And here we arrive again at the end of another programming week. It’s a bit demoralizing that this is the slow season for stadium and arena news — no legislatures in session, lots of people on vacation — and yet the news watch is as busy as ever. I’m a little afraid of what’ll happen in September, but we’ll cross that bridge when we come to it.
Meanwhile, here’s what else has been happening:
- Maryland Gov. Wes Moore, while visiting Baltimore Ravens training camp and wearing a Ravens jersey, because that’s how elected officials roll, announced that he and Baltimore Orioles owner John Angelos have resumed talks over a lease extension. The Athletic’s Ken Rosenthal says the remaining sticking point is that Angelos wants, in addition to $600 million in state renovation money that was already approved, development rights to land around Camden Yards, even though there isn’t really much undeveloped land available. (Which we’ve known since February, really, but it’s nice to get confirmation from The New York Times’ proposed scab sports section.) And Angelos might not get away with it, too, if only because he keeps stepping on rakes.
- New Tennessee Titans stadium renderings! And it’s a video! Set to a pop cover of Johnny Cash’s “Ring of Fire” for some reason! With children playing jumprope and computer animated people doing rock guitar moves in the concession concourses? USA Today’s Titans Wire, which is no doubt an unbiased source, calls it “just well done overall”; it certainly burns, burns, burns, so the soundtrack was well chosen in that way.
- U.S. Sen. Chuck Schumer tells the Daily News of Batavia that he has told Buffalo Bills co-owner Terry Pegula to call him whenever he needs something, and “every so often they do, about one thing or another,” and also that he has confidence the new Bills stadium will be built despite cost overruns and “it’s got to be built soon because, you know, the existing stadium is old,” and also he was “furious and frantic” when he thought the Bills might move and “did everything I could to keep the Bills in Buffalo.” The Daily News of Batavia does not appear to have asked Schumer if he thought $1 billion in public money was a fair price to pay for this, and Schumer ran unopposed in last year’s Democratic primary, so democracy is just working well all around.
- The developers behind Pawtucket’s stalled Rhode Island F.C. soccer stadium say they have finally found money to finish the project, and will restart construction “in the near future.” The city and state still need to sign off on resuming the plan.
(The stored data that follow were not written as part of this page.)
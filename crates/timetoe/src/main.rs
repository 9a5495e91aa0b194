//! Timetoe - terminal tic-tac-toe with a time-travel move history.

#![warn(missing_docs)]

use anyhow::{Context, Result};
use clap::Parser;
use timetoe::{Cli, Command, ReplayRequest, Settings, logging, parse_moves, run_replay, tui};
use tracing::{debug, instrument};

fn main() -> Result<()> {
    // Load .env file
    dotenvy::dotenv().ok();

    let cli = Cli::parse();
    let settings = Settings::load(&cli.config)
        .with_context(|| format!("Failed to load settings from {}", cli.config.display()))?;

    match cli.command.unwrap_or_default() {
        Command::Play { order } => run_play(settings, order),
        Command::Replay {
            moves,
            jump,
            order,
            format,
        } => {
            logging::init_stderr(&settings);
            let request = ReplayRequest {
                moves: parse_moves(&moves)?,
                jump,
                order: order.unwrap_or(*settings.move_order()),
                format,
            };
            debug!(?request, "Running replay");
            println!("{}", run_replay(&request)?);
            Ok(())
        }
    }
}

/// Run the terminal UI
#[instrument(skip(settings))]
fn run_play(settings: Settings, order: Option<timetoe::MoveOrder>) -> Result<()> {
    let settings = match order {
        Some(order) => settings.with_move_order(order),
        None => settings,
    };
    logging::init_file(&settings)?;
    tui::run(&settings)
}
//! Outcome consistency invariant: the stored outcome matches the board.

use super::Invariant;
use crate::{GameState, Outcome};

/// Invariant: the outcome equals a fresh evaluation of the current board.
///
/// This is what keeps the highlight and the draw flag honest across jumps:
/// neither may survive a move to a step whose board does not justify it.
pub struct OutcomeConsistentInvariant;

impl Invariant<GameState> for OutcomeConsistentInvariant {
    fn holds(game: &GameState) -> bool {
        game.history
            .get(game.step)
            .is_some_and(|record| Outcome::evaluate(&record.board) == game.outcome)
    }

    fn description() -> &'static str {
        "Outcome matches the board at the current step"
    }
}
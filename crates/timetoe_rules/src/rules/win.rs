//! Win detection logic for tic-tac-toe.

use serde::{Deserialize, Serialize};
use tracing::instrument;

use crate::{Board, Player, Position, Square};

/// The eight winning lines, in the order they are checked.
pub const LINES: [[Position; 3]; 8] = [
    // Rows
    [Position::TopLeft, Position::TopCenter, Position::TopRight],
    [
        Position::MiddleLeft,
        Position::Center,
        Position::MiddleRight,
    ],
    [
        Position::BottomLeft,
        Position::BottomCenter,
        Position::BottomRight,
    ],
    // Columns
    [
        Position::TopLeft,
        Position::MiddleLeft,
        Position::BottomLeft,
    ],
    [
        Position::TopCenter,
        Position::Center,
        Position::BottomCenter,
    ],
    [
        Position::TopRight,
        Position::MiddleRight,
        Position::BottomRight,
    ],
    // Diagonals
    [Position::TopLeft, Position::Center, Position::BottomRight],
    [Position::TopRight, Position::Center, Position::BottomLeft],
];

/// A completed line: who owns it and which cells it spans.
#[derive(Debug, Clone, Copy, PartialEq, Eq, Hash, Serialize, Deserialize)]
pub struct Win {
    /// Player occupying all three cells.
    pub player: Player,
    /// The three cells, in line order.
    pub line: [Position; 3],
}

/// Checks if there is a winner on the board.
///
/// Lines are tried in [`LINES`] order and the first complete one wins, so a
/// board with two completed lines always reports the earlier line.
#[instrument]
pub fn check_winner(board: &Board) -> Option<Win> {
    LINES.into_iter().find_map(|line| {
        let [a, b, c] = line;
        match board.get(a) {
            Square::Occupied(player) if board.get(b) == board.get(a) && board.get(c) == board.get(a) => {
                Some(Win { player, line })
            }
            _ => None,
        }
    })
}
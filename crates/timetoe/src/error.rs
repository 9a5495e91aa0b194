//! Application error types.

use derive_more::{Display, Error};
use tracing::instrument;

/// Configuration error with location tracking.
#[derive(Debug, Clone, Display, Error)]
#[display("Config error: {} at {}:{}", message, file, line)]
pub struct ConfigError {
    /// Error message.
    pub message: String,
    /// Line number where error occurred.
    pub line: u32,
    /// Source file where error occurred.
    pub file: &'static str,
}

impl ConfigError {
    /// Creates a new configuration error.
    #[track_caller]
    #[instrument(skip(message))]
    pub fn new(message: impl Into<String>) -> Self {
        let loc = std::panic::Location::caller();
        Self {
            message: message.into(),
            line: loc.line(),
            file: loc.file(),
        }
    }
}

impl From<std::io::Error> for ConfigError {
    #[track_caller]
    fn from(err: std::io::Error) -> Self {
        Self::new(format!("Failed to read config file: {}", err))
    }
}

impl From<toml::de::Error> for ConfigError {
    #[track_caller]
    fn from(err: toml::de::Error) -> Self {
        Self::new(format!("Failed to parse config: {}", err))
    }
}

/// A `--moves` token that is neither a cell index nor a cell label.
#[derive(Debug, Clone, Display, Error)]
#[display("Invalid move {:?}: {} at {}:{}", token, message, file, line)]
pub struct MoveParseError {
    /// The offending token.
    pub token: String,
    /// Error message.
    pub message: String,
    /// Line number where error occurred.
    pub line: u32,
    /// Source file where error occurred.
    pub file: &'static str,
}

impl MoveParseError {
    /// Creates a new parse error for `token`.
    #[track_caller]
    #[instrument(skip(token, message))]
    pub fn new(token: impl Into<String>, message: impl Into<String>) -> Self {
        let loc = std::panic::Location::caller();
        Self {
            token: token.into(),
            message: message.into(),
            line: loc.line(),
            file: loc.file(),
        }
    }
}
- Don’t like the Philadelphia 76ers owners’ plans to build an arena on a failing mall next to the city’s Chinatown? What if they added a 20-story apartment building with 20% of the units “affordable” (no specifics provided on to which income group), or at least pictures of one?
- Bronx cricket leagues officially hate the proposed temporary T20 World Cup stadium that would displace their public cricket fields for next year. “You know, you don’t want to come into a community and just throw things down their throat,” said Curtis Clarke, president of the New York Masters Cricket Association, who clearly doesn’t have a good handle on what sports leagues very much do want.
- No, it won’t.
- I have not yet had time to read Brad Humphreys and Jane Ruseski’s paper that found that flu deaths rise when a city gets a new major-league sports team, but the fact that the NHL saw the largest effect — a 24.6% increase — checks out when you consider that the league plays in indoor arenas during flu season in disproportionately cold parts of North America. Good thing we all learned from the Atalanta superspreader event and put in place protocols to reduce viral spread at sporting events by … no? Well, maybe next pandemic.